Scan the listing below. Copy each line that contains "warn".

── RECORDS FOR THIS EXERCISE ──

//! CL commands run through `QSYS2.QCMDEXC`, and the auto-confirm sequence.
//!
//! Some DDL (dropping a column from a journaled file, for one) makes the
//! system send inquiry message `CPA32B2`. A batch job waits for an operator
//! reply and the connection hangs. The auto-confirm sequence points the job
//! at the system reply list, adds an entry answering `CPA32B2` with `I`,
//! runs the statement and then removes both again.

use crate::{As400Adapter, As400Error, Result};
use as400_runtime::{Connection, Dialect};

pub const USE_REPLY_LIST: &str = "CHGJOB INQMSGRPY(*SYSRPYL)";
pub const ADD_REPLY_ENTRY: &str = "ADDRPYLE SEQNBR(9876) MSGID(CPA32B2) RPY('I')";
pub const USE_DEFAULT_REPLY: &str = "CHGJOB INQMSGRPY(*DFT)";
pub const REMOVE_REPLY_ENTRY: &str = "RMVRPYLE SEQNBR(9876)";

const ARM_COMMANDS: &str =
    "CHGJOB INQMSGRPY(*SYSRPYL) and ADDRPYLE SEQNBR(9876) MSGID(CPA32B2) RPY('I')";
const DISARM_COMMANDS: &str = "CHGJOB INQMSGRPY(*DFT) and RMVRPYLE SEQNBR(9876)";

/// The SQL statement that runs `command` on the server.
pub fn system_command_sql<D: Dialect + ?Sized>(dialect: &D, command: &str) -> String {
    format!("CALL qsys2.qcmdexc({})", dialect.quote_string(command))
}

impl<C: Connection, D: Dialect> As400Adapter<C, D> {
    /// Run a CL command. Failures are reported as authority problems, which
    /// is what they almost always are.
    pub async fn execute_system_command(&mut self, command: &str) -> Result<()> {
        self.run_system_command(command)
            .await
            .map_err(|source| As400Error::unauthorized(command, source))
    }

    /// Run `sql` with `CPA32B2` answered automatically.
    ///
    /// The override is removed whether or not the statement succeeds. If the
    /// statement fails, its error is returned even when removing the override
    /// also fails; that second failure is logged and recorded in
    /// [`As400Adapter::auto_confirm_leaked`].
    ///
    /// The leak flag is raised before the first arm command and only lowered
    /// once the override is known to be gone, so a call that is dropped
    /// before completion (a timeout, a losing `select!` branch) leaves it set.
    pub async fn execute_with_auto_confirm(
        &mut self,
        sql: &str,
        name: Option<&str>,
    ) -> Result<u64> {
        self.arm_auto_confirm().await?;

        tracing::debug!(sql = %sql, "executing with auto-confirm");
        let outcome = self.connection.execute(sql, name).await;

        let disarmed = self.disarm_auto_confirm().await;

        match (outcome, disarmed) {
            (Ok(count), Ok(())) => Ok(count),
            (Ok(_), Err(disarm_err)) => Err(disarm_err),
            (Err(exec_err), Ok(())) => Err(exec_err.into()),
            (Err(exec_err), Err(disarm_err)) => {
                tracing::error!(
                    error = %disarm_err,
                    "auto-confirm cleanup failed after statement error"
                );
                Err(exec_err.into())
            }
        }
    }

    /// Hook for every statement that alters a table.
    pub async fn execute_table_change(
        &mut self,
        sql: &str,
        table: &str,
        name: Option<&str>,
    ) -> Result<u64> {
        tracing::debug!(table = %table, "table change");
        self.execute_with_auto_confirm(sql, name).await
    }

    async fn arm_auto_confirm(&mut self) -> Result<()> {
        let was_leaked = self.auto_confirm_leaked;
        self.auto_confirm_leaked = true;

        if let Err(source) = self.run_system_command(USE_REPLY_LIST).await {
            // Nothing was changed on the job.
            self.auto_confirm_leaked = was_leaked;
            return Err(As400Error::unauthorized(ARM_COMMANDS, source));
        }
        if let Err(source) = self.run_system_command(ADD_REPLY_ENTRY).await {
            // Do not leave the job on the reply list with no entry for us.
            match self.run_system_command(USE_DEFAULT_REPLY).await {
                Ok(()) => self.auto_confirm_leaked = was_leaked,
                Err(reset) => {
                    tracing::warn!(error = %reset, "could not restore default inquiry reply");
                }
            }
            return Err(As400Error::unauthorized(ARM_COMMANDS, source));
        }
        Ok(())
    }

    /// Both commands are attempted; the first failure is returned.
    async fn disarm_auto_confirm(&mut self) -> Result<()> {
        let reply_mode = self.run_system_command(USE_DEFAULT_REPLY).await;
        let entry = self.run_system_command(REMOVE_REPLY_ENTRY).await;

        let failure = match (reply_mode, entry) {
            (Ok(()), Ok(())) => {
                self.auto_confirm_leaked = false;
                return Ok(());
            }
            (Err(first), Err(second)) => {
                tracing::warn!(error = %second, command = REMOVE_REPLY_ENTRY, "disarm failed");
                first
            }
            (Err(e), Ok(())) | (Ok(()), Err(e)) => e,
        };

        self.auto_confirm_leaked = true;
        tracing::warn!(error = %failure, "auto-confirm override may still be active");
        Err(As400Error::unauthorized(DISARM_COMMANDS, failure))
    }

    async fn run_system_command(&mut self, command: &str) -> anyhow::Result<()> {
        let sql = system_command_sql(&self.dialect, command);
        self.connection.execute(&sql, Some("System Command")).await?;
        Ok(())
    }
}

───
── RECORDS FOR THIS EXERCISE ──

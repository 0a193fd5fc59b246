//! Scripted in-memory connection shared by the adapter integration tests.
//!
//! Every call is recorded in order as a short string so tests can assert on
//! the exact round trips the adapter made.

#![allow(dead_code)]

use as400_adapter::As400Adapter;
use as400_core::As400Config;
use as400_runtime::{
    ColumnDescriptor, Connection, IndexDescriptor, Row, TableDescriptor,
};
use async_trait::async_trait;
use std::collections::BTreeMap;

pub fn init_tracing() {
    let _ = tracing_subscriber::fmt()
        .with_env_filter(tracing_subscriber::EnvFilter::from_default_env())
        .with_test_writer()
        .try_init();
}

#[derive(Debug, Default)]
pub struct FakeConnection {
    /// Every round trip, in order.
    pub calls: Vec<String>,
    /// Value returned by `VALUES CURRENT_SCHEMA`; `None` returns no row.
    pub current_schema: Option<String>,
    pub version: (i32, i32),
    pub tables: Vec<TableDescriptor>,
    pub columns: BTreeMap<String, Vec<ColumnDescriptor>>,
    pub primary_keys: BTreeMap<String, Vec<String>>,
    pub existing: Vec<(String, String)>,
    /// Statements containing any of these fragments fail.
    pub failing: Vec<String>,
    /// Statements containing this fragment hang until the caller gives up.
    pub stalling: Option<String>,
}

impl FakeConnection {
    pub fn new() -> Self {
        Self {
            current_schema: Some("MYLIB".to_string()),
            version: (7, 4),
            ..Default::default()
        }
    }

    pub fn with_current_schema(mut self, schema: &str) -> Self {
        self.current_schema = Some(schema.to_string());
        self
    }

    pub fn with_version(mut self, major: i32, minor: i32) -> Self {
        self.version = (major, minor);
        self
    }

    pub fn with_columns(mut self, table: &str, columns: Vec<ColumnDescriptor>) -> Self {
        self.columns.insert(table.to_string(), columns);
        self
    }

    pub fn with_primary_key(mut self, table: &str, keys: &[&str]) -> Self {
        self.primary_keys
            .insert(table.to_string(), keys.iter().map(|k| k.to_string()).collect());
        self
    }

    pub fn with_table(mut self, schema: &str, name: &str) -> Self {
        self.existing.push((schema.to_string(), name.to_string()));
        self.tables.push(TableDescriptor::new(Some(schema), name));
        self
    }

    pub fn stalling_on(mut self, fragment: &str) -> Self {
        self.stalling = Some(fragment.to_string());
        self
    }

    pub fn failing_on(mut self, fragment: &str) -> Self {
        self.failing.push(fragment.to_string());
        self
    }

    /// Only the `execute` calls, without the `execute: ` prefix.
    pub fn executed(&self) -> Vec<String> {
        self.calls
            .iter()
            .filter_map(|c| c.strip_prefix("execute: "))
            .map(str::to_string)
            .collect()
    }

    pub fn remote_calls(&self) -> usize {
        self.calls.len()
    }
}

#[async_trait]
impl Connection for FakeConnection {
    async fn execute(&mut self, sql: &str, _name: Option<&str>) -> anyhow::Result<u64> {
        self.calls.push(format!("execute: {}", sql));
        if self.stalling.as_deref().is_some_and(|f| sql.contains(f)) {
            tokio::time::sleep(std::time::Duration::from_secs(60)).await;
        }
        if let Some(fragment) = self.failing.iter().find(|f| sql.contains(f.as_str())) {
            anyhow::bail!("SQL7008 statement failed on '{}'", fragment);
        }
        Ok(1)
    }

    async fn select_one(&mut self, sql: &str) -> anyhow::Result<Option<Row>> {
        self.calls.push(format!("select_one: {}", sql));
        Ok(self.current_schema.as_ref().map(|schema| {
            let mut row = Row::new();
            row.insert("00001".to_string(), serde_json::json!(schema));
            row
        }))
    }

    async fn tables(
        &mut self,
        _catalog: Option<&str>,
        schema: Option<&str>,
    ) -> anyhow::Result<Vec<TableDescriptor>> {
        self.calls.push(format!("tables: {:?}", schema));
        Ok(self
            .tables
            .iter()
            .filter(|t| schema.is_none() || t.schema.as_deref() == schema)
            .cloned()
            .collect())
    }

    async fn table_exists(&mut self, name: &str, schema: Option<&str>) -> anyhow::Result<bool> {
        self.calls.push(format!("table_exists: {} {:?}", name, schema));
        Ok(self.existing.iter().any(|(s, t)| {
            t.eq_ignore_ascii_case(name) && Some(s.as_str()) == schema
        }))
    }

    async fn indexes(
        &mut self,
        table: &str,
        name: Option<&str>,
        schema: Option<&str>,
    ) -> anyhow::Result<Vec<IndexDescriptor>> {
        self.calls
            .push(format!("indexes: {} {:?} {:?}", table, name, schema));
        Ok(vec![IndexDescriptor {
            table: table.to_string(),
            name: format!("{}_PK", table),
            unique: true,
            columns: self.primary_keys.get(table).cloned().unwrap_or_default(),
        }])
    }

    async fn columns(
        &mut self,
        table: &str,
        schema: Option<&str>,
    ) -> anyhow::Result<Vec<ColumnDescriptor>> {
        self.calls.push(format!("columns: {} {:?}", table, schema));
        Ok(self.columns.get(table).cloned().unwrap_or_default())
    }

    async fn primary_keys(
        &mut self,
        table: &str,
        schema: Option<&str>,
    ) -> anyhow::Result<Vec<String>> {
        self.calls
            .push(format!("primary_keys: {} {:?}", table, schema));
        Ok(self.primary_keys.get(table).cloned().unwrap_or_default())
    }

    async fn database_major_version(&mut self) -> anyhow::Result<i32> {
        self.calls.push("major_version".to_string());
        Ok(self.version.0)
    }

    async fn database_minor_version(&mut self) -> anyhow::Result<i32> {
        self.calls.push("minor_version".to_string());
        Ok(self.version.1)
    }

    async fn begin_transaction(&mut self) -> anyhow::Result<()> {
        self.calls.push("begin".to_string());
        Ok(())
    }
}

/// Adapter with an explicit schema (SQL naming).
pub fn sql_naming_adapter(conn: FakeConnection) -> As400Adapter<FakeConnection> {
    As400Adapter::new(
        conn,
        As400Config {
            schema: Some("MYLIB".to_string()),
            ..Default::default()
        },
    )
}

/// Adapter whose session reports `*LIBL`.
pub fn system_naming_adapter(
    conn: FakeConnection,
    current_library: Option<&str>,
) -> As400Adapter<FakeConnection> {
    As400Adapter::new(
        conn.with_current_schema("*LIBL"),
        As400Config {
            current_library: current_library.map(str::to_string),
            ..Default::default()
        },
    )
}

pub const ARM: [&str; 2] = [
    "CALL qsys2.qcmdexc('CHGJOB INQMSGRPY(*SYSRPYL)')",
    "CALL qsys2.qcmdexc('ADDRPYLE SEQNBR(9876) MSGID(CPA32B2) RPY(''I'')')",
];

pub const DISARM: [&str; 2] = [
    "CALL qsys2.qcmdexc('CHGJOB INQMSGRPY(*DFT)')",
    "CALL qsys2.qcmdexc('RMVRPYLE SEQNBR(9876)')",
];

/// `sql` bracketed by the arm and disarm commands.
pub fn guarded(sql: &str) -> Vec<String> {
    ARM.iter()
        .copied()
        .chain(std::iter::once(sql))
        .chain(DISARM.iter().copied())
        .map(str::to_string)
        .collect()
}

───

• **EXERCISE RESPONSE**
                    tracing::warn!(error = %reset, "could not restore default inquiry reply");
                tracing::warn!(error = %second, command = REMOVE_REPLY_ENTRY, "disarm failed");
        tracing::warn!(error = %failure, "auto-confirm override may still be active");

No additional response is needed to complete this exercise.